RECORDS SHOWN:

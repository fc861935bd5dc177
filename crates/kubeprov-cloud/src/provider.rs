//! Plan builder and provider backend traits

use crate::plan::{InstanceOptions, Plan, PortSpec, Protocol};
use crate::records::InstanceRecord;
use async_trait::async_trait;
use kubeprov_core::{
    HostSpec, NameAllocator, NamingScheme, Provider, ProvisionError, ProvisionRequest, Result,
    Role,
};
use serde::{Deserialize, Serialize};
use std::sync::Arc;

/// Turns a provisioning request into a plan for one provider.
///
/// Building a plan never touches the cloud; all precondition checks
/// (credentials, required options) happen here so that a bad request fails
/// before anything is created.
pub trait PlanBuilder: Send + Sync {
    fn provider(&self) -> Provider;

    /// How cluster names are derived and recovered for this provider
    fn naming_scheme(&self) -> NamingScheme;

    fn build_plan(&self, request: &ProvisionRequest, names: &mut NameAllocator) -> Result<Plan>;
}

/// Executes plan steps against a cloud API
#[async_trait]
pub trait ProviderBackend: Send + Sync {
    /// Returns the provider name (e.g., "aws", "openstack")
    fn name(&self) -> &str;

    /// Check that credentials are usable before creating anything
    async fn check_auth(&self) -> Result<AuthStatus>;

    async fn create_security_group(&self, name: &str, _description: &str) -> Result<()> {
        Err(unsupported(self.name(), &format!("security group {}", name)))
    }

    async fn add_security_rules(&self, group: &str, _protocols: &[Protocol]) -> Result<()> {
        Err(unsupported(self.name(), &format!("security rules for {}", group)))
    }

    async fn create_ports(&self, role: Role, _ports: &[PortSpec]) -> Result<()> {
        Err(unsupported(self.name(), &format!("{} network ports", role)))
    }

    /// Create `hosts` in one request and return one record per created instance
    async fn create_instances(
        &self,
        role: Role,
        hosts: &[HostSpec],
        options: &InstanceOptions,
    ) -> Result<Vec<InstanceRecord>>;
}

#[async_trait]
impl<T: ProviderBackend + ?Sized> ProviderBackend for Arc<T> {
    fn name(&self) -> &str {
        (**self).name()
    }

    async fn check_auth(&self) -> Result<AuthStatus> {
        (**self).check_auth().await
    }

    async fn create_security_group(&self, name: &str, description: &str) -> Result<()> {
        (**self).create_security_group(name, description).await
    }

    async fn add_security_rules(&self, group: &str, protocols: &[Protocol]) -> Result<()> {
        (**self).add_security_rules(group, protocols).await
    }

    async fn create_ports(&self, role: Role, ports: &[PortSpec]) -> Result<()> {
        (**self).create_ports(role, ports).await
    }

    async fn create_instances(
        &self,
        role: Role,
        hosts: &[HostSpec],
        options: &InstanceOptions,
    ) -> Result<Vec<InstanceRecord>> {
        (**self).create_instances(role, hosts, options).await
    }
}

fn unsupported(provider: &str, what: &str) -> ProvisionError {
    ProvisionError::provider(format!("{} cannot create {}", provider, what))
}

/// Authentication status
#[derive(Debug, Clone, Serialize, Deserialize)]
pub struct AuthStatus {
    /// Whether authentication is valid
    pub authenticated: bool,

    /// Account/user information if available
    pub account_info: Option<String>,

    /// Error message if not authenticated
    pub error: Option<String>,
}

impl AuthStatus {
    pub fn ok(account_info: impl Into<String>) -> Self {
        Self {
            authenticated: true,
            account_info: Some(account_info.into()),
            error: None,
        }
    }

    pub fn failed(error: impl Into<String>) -> Self {
        Self {
            authenticated: false,
            account_info: None,
            error: Some(error.into()),
        }
    }
}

EXERCISE PROMPT: Write out the material again, matching every line.

REPLY:
repository fc861935bd5dc177
filename crates/kubeprov-cloud/src/provider.rs
//! Plan builder and provider backend traits

use crate::plan::{InstanceOptions, Plan, PortSpec, Protocol};
use crate::records::InstanceRecord;
use async_trait::async_trait;
use kubeprov_core::{
    HostSpec, NameAllocator, NamingScheme, Provider, ProvisionError, ProvisionRequest, Result,
    Role,
};
use serde::{Deserialize, Serialize};
use std::sync::Arc;

/// Turns a provisioning request into a plan for one provider.
///
/// Building a plan never touches the cloud; all precondition checks
/// (credentials, required options) happen here so that a bad request fails
/// before anything is created.
pub trait PlanBuilder: Send + Sync {
    fn provider(&self) -> Provider;

    /// How cluster names are derived and recovered for this provider
    fn naming_scheme(&self) -> NamingScheme;

    fn build_plan(&self, request: &ProvisionRequest, names: &mut NameAllocator) -> Result<Plan>;
}

/// Executes plan steps against a cloud API
#[async_trait]
pub trait ProviderBackend: Send + Sync {
    /// Returns the provider name (e.g., "aws", "openstack")
    fn name(&self) -> &str;

    /// Check that credentials are usable before creating anything
    async fn check_auth(&self) -> Result<AuthStatus>;

    async fn create_security_group(&self, name: &str, _description: &str) -> Result<()> {
        Err(unsupported(self.name(), &format!("security group {}", name)))
    }

    async fn add_security_rules(&self, group: &str, _protocols: &[Protocol]) -> Result<()> {
        Err(unsupported(self.name(), &format!("security rules for {}", group)))
    }

    async fn create_ports(&self, role: Role, _ports: &[PortSpec]) -> Result<()> {
        Err(unsupported(self.name(), &format!("{} network ports", role)))
    }

    /// Create `hosts` in one request and return one record per created instance
    async fn create_instances(
        &self,
        role: Role,
        hosts: &[HostSpec],
        options: &InstanceOptions,
    ) -> Result<Vec<InstanceRecord>>;
}

#[async_trait]
impl<T: ProviderBackend + ?Sized> ProviderBackend for Arc<T> {
    fn name(&self) -> &str {
        (**self).name()
    }

    async fn check_auth(&self) -> Result<AuthStatus> {
        (**self).check_auth().await
    }

    async fn create_security_group(&self, name: &str, description: &str) -> Result<()> {
        (**self).create_security_group(name, description).await
    }

    async fn add_security_rules(&self, group: &str, protocols: &[Protocol]) -> Result<()> {
        (**self).add_security_rules(group, protocols).await
    }

    async fn create_ports(&self, role: Role, ports: &[PortSpec]) -> Result<()> {
        (**self).create_ports(role, ports).await
    }

    async fn create_instances(
        &self,
        role: Role,
        hosts: &[HostSpec],
        options: &InstanceOptions,
    ) -> Result<Vec<InstanceRecord>> {
        (**self).create_instances(role, hosts, options).await
    }
}

fn unsupported(provider: &str, what: &str) -> ProvisionError {
    ProvisionError::provider(format!("{} cannot create {}", provider, what))
}

/// Authentication status
#[derive(Debug, Clone, Serialize, Deserialize)]
pub struct AuthStatus {
    /// Whether authentication is valid
    pub authenticated: bool,

    /// Account/user information if available
    pub account_info: Option<String>,

    /// Error message if not authenticated
    pub error: Option<String>,
}

impl AuthStatus {
    pub fn ok(account_info: impl Into<String>) -> Self {
        Self {
            authenticated: true,
            account_info: Some(account_info.into()),
            error: None,
        }
    }

    pub fn failed(error: impl Into<String>) -> Self {
        Self {
            authenticated: false,
            account_info: None,
            error: Some(error.into()),
        }
    }
}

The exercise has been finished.